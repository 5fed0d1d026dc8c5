//! Error taxonomy for clone runs
//!
//! Application plumbing uses `anyhow`; these typed errors describe the
//! per-row and per-entry failures that end up in the run summary.

use std::path::PathBuf;
use std::time::Duration;
use thiserror::Error;

#[derive(Error, Debug)]
pub enum HarvestError {
    /// Configuration file absent; defaults are applied
    #[error("Configuration file '{}' not found. Using defaults.", .0.display())]
    ConfigMissing(PathBuf),

    /// Manifest file absent; the manifest run cannot start
    #[error("The manifest file '{}' does not exist.", .0.display())]
    ManifestMissing(PathBuf),

    /// Header line unusable; no row can be read
    #[error("Invalid manifest header: {0}")]
    ManifestHeader(String),

    /// Malformed manifest row
    #[error("Error in manifest line {line}: {message}")]
    Manifest { line: usize, message: String },

    /// `depth` column that is not a positive integer
    #[error("Error in manifest line {line}: invalid depth '{value}' (expected a positive integer)")]
    InvalidDepth { line: usize, value: String },

    #[error("Error cloning {url}: {message}")]
    CloneFailure { url: String, message: String },

    #[error("Error stripping metadata in {}: {message}", .path.display())]
    StripFailure { path: PathBuf, message: String },

    #[error("Error executing post-cloning hook in {}: {message}", .target.display())]
    HookFailure { target: PathBuf, message: String },

    #[error("Error deleting {}: {source}", .path.display())]
    SanitizeFailure {
        path: PathBuf,
        #[source]
        source: std::io::Error,
    },

    #[error(
        "Unable to create a unique directory name for '{base}' in {} after {attempts} attempts.",
        .parent.display()
    )]
    NameExhausted {
        base: String,
        parent: PathBuf,
        attempts: u32,
    },

    #[error("'{command}' timed out after {after:?}")]
    Timeout { command: String, after: Duration },
}

impl HarvestError {
    /// Whether the error stops the whole manifest run rather than a single row
    pub fn is_fatal_to_run(&self) -> bool {
        matches!(
            self,
            HarvestError::ManifestMissing(_) | HarvestError::ManifestHeader(_)
        )
    }
}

====

Could you copy every line in the records that holds "String"?

    ManifestHeader(String),
    Manifest { line: usize, message: String },
    InvalidDepth { line: usize, value: String },
    CloneFailure { url: String, message: String },
    StripFailure { path: PathBuf, message: String },
    HookFailure { target: PathBuf, message: String },
        base: String,
    Timeout { command: String, after: Duration },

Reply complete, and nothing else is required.